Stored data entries
= = = =
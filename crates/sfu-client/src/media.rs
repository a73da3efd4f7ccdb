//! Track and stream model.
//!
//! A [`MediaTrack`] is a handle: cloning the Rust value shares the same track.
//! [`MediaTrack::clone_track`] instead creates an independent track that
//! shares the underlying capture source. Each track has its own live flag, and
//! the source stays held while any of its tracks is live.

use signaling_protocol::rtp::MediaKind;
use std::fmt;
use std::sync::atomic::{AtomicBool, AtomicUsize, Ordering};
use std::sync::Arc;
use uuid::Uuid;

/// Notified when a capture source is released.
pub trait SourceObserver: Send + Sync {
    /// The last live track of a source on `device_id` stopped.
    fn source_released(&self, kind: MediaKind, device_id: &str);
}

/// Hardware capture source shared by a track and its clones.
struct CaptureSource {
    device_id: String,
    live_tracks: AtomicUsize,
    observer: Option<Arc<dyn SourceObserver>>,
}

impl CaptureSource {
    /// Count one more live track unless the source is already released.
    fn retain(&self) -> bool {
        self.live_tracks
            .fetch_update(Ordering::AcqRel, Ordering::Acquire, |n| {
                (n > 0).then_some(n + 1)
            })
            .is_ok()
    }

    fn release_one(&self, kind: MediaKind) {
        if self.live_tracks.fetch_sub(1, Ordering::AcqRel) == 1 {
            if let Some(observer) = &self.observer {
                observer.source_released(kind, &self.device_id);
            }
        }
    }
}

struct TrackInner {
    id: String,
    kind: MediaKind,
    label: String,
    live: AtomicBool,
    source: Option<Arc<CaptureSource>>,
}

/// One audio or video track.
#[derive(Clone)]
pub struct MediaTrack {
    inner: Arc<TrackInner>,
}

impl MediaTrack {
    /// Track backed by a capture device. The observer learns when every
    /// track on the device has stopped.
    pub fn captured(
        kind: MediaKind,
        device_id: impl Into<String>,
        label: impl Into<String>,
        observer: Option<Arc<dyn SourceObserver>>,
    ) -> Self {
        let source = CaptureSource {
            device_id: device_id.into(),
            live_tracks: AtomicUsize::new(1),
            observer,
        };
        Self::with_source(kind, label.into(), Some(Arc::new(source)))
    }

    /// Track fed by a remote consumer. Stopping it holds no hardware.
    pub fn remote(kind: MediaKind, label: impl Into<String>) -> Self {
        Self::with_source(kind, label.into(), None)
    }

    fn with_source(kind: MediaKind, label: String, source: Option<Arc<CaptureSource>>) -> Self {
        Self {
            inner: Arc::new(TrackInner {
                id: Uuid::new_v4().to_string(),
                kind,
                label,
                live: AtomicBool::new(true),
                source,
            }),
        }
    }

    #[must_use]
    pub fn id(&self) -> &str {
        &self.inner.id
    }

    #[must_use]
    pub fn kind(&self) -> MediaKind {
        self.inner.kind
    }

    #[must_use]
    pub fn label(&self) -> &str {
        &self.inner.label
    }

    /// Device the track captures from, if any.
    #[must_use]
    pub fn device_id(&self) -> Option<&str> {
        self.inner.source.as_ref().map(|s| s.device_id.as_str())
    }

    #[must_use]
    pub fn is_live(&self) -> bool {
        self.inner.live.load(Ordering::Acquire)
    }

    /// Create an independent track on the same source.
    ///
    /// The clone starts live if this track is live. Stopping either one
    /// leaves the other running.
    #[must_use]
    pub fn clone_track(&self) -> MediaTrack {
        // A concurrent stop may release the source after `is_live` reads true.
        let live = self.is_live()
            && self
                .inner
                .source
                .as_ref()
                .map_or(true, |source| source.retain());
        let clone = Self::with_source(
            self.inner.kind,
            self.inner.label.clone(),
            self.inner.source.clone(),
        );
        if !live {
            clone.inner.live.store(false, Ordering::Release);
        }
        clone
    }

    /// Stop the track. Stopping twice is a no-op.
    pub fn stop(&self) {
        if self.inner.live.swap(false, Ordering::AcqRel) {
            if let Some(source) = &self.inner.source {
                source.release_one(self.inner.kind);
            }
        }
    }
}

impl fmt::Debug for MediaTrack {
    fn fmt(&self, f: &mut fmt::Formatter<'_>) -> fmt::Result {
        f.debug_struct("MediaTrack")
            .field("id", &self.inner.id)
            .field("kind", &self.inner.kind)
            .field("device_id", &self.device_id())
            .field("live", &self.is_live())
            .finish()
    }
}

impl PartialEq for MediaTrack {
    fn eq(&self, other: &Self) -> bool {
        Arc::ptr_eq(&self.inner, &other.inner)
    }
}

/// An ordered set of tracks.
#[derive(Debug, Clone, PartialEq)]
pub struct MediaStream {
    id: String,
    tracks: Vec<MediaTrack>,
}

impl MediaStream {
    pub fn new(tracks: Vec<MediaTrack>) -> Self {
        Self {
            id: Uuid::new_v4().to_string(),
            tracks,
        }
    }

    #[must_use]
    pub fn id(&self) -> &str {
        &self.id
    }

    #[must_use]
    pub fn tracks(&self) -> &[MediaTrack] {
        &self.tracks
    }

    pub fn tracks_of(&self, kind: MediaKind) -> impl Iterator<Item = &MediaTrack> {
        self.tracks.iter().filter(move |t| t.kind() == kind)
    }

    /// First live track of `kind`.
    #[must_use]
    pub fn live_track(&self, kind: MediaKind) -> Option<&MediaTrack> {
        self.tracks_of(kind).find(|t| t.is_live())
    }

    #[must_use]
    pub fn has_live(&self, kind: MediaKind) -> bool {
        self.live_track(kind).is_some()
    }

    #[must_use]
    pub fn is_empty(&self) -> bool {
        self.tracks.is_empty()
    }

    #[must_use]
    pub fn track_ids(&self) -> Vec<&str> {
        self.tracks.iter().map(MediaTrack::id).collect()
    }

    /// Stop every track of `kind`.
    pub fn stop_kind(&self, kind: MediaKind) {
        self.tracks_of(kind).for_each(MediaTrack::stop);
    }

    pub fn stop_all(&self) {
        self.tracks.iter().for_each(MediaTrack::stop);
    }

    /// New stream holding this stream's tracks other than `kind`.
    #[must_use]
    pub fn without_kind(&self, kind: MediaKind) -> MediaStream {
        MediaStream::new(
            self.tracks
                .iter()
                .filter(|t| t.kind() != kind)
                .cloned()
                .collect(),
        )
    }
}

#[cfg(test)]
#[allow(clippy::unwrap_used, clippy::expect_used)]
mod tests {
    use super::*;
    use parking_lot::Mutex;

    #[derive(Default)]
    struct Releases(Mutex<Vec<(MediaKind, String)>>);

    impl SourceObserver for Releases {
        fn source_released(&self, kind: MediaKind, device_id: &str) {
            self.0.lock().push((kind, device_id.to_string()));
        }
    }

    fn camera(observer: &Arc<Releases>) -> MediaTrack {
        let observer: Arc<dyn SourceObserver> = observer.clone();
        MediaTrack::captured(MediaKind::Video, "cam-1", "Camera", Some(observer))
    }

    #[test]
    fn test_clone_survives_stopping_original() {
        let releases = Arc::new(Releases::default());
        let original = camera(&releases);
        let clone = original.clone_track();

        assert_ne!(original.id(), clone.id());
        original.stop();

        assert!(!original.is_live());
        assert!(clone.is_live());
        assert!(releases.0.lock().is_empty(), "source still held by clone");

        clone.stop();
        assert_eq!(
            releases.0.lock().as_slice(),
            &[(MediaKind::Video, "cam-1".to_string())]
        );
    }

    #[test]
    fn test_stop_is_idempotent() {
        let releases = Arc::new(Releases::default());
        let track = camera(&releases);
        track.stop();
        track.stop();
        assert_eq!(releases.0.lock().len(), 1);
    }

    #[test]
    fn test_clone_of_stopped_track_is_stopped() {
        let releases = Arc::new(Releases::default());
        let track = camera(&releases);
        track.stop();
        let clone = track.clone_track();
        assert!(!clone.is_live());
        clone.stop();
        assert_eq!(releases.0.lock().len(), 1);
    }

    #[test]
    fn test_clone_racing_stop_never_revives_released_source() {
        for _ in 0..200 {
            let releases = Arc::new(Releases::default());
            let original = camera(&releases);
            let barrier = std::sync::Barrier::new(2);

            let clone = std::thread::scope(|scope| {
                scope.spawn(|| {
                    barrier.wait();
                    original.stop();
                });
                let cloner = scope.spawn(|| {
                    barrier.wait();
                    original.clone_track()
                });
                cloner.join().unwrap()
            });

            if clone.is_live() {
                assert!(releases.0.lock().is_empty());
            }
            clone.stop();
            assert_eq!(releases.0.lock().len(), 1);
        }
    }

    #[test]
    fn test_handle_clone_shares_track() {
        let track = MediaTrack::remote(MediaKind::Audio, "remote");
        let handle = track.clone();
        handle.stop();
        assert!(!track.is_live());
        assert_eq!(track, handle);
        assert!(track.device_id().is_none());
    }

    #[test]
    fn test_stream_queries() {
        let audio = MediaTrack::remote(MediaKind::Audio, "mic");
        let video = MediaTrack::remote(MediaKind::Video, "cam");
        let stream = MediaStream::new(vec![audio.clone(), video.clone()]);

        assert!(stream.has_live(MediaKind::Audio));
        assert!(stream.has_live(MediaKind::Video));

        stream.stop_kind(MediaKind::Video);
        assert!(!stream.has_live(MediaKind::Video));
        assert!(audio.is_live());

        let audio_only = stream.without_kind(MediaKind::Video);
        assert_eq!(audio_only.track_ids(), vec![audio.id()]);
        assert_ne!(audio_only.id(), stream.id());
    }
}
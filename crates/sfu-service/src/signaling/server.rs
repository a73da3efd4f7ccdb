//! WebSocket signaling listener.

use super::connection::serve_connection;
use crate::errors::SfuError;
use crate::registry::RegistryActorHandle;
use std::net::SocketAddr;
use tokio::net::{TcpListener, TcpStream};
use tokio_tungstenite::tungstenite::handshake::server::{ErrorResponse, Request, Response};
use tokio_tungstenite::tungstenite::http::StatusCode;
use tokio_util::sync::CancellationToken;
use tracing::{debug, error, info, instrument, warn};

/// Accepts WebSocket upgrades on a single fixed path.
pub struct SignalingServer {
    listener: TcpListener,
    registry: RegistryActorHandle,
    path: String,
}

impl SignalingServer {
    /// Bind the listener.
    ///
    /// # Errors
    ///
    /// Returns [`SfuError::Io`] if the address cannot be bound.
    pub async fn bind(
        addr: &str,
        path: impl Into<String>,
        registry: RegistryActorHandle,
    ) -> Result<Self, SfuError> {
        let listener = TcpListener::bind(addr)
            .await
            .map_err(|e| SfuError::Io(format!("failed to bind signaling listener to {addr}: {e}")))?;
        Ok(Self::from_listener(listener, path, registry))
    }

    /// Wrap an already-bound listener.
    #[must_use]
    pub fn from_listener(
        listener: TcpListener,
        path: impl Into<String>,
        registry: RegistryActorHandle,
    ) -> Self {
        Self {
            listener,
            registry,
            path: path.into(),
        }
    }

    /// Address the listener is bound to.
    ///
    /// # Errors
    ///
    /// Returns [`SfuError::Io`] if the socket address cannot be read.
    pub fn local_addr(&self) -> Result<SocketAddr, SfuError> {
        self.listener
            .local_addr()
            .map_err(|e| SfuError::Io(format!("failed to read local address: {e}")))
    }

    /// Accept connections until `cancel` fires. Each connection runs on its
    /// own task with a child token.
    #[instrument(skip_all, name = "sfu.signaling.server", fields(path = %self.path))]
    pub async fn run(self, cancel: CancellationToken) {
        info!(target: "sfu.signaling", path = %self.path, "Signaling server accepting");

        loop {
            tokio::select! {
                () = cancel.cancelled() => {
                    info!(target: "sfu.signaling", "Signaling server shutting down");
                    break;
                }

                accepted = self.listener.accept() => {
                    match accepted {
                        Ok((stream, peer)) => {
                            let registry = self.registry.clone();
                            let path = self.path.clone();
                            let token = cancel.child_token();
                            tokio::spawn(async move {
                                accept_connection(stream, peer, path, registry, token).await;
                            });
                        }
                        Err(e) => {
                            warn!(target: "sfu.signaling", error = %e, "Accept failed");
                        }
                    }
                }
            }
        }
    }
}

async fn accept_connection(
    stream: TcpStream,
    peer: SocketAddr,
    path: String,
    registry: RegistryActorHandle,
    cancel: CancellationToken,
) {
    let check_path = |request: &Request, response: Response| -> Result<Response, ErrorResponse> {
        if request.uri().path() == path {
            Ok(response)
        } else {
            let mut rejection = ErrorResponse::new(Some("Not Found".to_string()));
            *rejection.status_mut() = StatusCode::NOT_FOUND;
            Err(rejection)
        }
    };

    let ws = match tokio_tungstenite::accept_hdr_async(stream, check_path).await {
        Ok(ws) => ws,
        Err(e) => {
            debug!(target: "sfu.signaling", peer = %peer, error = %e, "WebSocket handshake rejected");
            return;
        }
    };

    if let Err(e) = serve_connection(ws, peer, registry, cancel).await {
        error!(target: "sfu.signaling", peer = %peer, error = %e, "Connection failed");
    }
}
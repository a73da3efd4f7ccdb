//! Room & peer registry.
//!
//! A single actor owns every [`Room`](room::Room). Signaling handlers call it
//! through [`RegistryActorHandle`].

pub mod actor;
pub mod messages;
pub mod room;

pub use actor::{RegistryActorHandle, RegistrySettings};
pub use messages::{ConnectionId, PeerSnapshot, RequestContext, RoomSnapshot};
= = = =
Directions = Across the entries above, how many lines include the word "every"? Give only the number.

Response for this exercise = 3